* **REQUIRED WORK**
A line below contains "let app = create_router(AppState::new(pool, config));", and a later one contains "let terminate = async". Repeat both, with every line between them, exactly.

* **EXERCISE MATERIAL**
/---
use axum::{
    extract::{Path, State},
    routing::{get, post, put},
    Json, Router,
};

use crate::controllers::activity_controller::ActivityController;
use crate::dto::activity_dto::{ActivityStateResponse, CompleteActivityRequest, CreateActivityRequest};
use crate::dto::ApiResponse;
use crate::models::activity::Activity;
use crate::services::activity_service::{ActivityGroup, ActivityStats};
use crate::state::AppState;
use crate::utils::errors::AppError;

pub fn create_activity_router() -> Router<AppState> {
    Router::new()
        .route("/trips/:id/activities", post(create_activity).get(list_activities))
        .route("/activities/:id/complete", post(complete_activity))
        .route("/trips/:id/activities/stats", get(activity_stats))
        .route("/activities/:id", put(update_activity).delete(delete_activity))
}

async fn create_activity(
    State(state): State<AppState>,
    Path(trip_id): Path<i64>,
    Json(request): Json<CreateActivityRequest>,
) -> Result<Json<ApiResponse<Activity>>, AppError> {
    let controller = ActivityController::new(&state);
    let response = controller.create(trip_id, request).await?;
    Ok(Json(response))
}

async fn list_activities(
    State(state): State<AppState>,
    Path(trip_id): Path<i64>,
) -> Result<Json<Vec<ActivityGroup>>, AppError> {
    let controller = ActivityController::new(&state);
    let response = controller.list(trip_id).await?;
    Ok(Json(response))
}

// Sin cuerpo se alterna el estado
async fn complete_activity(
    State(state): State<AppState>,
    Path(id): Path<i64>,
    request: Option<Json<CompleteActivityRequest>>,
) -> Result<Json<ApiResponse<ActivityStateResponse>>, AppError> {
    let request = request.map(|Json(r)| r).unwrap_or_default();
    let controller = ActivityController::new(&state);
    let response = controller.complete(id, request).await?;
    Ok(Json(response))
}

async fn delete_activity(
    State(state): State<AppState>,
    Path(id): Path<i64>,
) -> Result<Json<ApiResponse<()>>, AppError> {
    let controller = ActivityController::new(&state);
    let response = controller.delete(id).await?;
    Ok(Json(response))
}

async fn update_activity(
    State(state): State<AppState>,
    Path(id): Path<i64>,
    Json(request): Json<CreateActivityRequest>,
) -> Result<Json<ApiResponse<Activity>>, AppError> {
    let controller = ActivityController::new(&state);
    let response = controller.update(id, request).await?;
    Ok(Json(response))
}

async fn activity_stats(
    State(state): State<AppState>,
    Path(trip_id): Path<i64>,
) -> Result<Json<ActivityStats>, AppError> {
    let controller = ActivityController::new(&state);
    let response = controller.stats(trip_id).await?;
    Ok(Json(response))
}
\---
/---
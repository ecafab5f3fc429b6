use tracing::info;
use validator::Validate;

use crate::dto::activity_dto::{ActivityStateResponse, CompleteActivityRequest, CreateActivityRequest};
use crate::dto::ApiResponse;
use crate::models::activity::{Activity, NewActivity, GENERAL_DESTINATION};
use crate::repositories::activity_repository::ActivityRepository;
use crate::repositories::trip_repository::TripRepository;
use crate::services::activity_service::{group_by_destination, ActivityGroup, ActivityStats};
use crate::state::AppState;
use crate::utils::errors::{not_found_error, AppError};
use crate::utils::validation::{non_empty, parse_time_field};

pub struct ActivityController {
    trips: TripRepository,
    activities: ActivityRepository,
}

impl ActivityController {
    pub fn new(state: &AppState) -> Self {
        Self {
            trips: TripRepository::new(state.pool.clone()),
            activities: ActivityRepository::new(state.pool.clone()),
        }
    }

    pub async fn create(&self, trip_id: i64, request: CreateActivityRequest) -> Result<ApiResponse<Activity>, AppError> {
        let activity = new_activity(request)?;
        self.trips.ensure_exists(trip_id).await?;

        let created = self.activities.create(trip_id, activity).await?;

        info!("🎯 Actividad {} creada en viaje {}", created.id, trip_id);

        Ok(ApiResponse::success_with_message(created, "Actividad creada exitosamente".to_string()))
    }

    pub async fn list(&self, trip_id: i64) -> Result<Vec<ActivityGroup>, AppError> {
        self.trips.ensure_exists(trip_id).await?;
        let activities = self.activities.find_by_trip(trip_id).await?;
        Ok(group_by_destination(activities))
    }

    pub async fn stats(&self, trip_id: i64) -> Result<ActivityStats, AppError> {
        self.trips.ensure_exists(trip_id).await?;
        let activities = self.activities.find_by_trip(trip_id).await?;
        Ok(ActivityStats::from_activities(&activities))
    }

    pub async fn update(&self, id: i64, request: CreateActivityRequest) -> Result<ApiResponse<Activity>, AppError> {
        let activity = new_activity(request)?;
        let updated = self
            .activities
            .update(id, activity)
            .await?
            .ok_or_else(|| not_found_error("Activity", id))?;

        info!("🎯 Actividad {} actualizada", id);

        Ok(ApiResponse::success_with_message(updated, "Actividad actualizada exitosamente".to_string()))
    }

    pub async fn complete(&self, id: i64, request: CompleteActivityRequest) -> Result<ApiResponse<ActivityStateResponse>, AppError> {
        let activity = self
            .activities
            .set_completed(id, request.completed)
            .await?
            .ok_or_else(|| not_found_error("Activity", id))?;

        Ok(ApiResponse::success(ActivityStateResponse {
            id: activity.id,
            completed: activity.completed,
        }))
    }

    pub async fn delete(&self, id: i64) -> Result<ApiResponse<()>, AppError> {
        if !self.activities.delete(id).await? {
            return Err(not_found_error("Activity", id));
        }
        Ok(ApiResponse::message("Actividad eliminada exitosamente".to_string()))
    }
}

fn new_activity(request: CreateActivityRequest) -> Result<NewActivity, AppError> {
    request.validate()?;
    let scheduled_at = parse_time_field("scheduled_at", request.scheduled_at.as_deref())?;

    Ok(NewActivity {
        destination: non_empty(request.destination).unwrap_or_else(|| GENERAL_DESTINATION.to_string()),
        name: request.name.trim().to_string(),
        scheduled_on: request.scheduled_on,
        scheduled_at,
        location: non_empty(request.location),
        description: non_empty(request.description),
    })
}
\---
/---
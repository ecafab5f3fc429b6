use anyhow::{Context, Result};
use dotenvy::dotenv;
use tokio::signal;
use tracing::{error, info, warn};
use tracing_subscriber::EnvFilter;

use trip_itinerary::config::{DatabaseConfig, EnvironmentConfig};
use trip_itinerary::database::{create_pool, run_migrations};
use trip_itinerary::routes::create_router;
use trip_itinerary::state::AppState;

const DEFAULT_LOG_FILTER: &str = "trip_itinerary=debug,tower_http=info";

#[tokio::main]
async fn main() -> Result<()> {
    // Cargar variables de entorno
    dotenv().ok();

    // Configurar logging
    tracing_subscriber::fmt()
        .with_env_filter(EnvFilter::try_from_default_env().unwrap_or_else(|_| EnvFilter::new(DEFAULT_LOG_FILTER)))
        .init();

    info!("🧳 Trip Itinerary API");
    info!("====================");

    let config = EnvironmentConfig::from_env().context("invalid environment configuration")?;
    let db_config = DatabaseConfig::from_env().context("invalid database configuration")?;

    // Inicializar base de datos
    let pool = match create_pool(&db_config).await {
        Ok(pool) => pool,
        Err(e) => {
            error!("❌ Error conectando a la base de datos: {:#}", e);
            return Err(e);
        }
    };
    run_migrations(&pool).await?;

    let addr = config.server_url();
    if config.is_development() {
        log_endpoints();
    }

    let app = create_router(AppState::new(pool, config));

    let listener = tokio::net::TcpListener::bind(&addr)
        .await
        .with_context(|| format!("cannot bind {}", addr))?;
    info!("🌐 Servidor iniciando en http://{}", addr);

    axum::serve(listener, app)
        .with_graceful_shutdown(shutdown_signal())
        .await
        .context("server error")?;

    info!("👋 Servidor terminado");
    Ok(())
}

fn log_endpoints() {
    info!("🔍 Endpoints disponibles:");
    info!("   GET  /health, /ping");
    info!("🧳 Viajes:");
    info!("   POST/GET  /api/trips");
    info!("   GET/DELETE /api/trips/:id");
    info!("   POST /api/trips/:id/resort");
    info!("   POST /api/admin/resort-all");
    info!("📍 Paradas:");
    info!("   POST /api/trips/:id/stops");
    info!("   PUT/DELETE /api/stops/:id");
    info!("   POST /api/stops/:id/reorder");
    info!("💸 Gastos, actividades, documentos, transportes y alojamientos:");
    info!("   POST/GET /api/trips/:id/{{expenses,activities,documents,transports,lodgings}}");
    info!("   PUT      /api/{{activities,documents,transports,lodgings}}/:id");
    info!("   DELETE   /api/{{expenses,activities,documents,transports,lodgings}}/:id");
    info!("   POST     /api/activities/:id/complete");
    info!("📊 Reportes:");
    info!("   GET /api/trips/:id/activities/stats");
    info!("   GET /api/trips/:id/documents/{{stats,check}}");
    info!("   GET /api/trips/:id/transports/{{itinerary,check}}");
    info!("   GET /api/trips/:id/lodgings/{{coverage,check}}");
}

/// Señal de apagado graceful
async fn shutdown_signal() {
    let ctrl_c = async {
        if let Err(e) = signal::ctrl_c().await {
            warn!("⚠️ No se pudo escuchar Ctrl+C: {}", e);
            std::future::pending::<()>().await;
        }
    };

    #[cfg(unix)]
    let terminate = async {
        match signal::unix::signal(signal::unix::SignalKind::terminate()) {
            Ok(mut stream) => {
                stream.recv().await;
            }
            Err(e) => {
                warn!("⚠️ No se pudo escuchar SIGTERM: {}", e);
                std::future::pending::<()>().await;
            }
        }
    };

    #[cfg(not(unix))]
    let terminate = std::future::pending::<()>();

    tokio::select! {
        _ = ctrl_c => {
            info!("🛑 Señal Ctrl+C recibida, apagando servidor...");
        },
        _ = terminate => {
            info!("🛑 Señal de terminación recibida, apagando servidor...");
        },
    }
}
\---
* **PROBLEM SOLUTION**
    let app = create_router(AppState::new(pool, config));

    let listener = tokio::net::TcpListener::bind(&addr)
        .await
        .with_context(|| format!("cannot bind {}", addr))?;
    info!("🌐 Servidor iniciando en http://{}", addr);

    axum::serve(listener, app)
        .with_graceful_shutdown(shutdown_signal())
        .await
        .context("server error")?;

    info!("👋 Servidor terminado");
    Ok(())
}

fn log_endpoints() {
    info!("🔍 Endpoints disponibles:");
    info!("   GET  /health, /ping");
    info!("🧳 Viajes:");
    info!("   POST/GET  /api/trips");
    info!("   GET/DELETE /api/trips/:id");
    info!("   POST /api/trips/:id/resort");
    info!("   POST /api/admin/resort-all");
    info!("📍 Paradas:");
    info!("   POST /api/trips/:id/stops");
    info!("   PUT/DELETE /api/stops/:id");
    info!("   POST /api/stops/:id/reorder");
    info!("💸 Gastos, actividades, documentos, transportes y alojamientos:");
    info!("   POST/GET /api/trips/:id/{{expenses,activities,documents,transports,lodgings}}");
    info!("   PUT      /api/{{activities,documents,transports,lodgings}}/:id");
    info!("   DELETE   /api/{{expenses,activities,documents,transports,lodgings}}/:id");
    info!("   POST     /api/activities/:id/complete");
    info!("📊 Reportes:");
    info!("   GET /api/trips/:id/activities/stats");
    info!("   GET /api/trips/:id/documents/{{stats,check}}");
    info!("   GET /api/trips/:id/transports/{{itinerary,check}}");
    info!("   GET /api/trips/:id/lodgings/{{coverage,check}}");
}

/// Señal de apagado graceful
async fn shutdown_signal() {
    let ctrl_c = async {
        if let Err(e) = signal::ctrl_c().await {
            warn!("⚠️ No se pudo escuchar Ctrl+C: {}", e);
            std::future::pending::<()>().await;
        }
    };

    #[cfg(unix)]
    let terminate = async {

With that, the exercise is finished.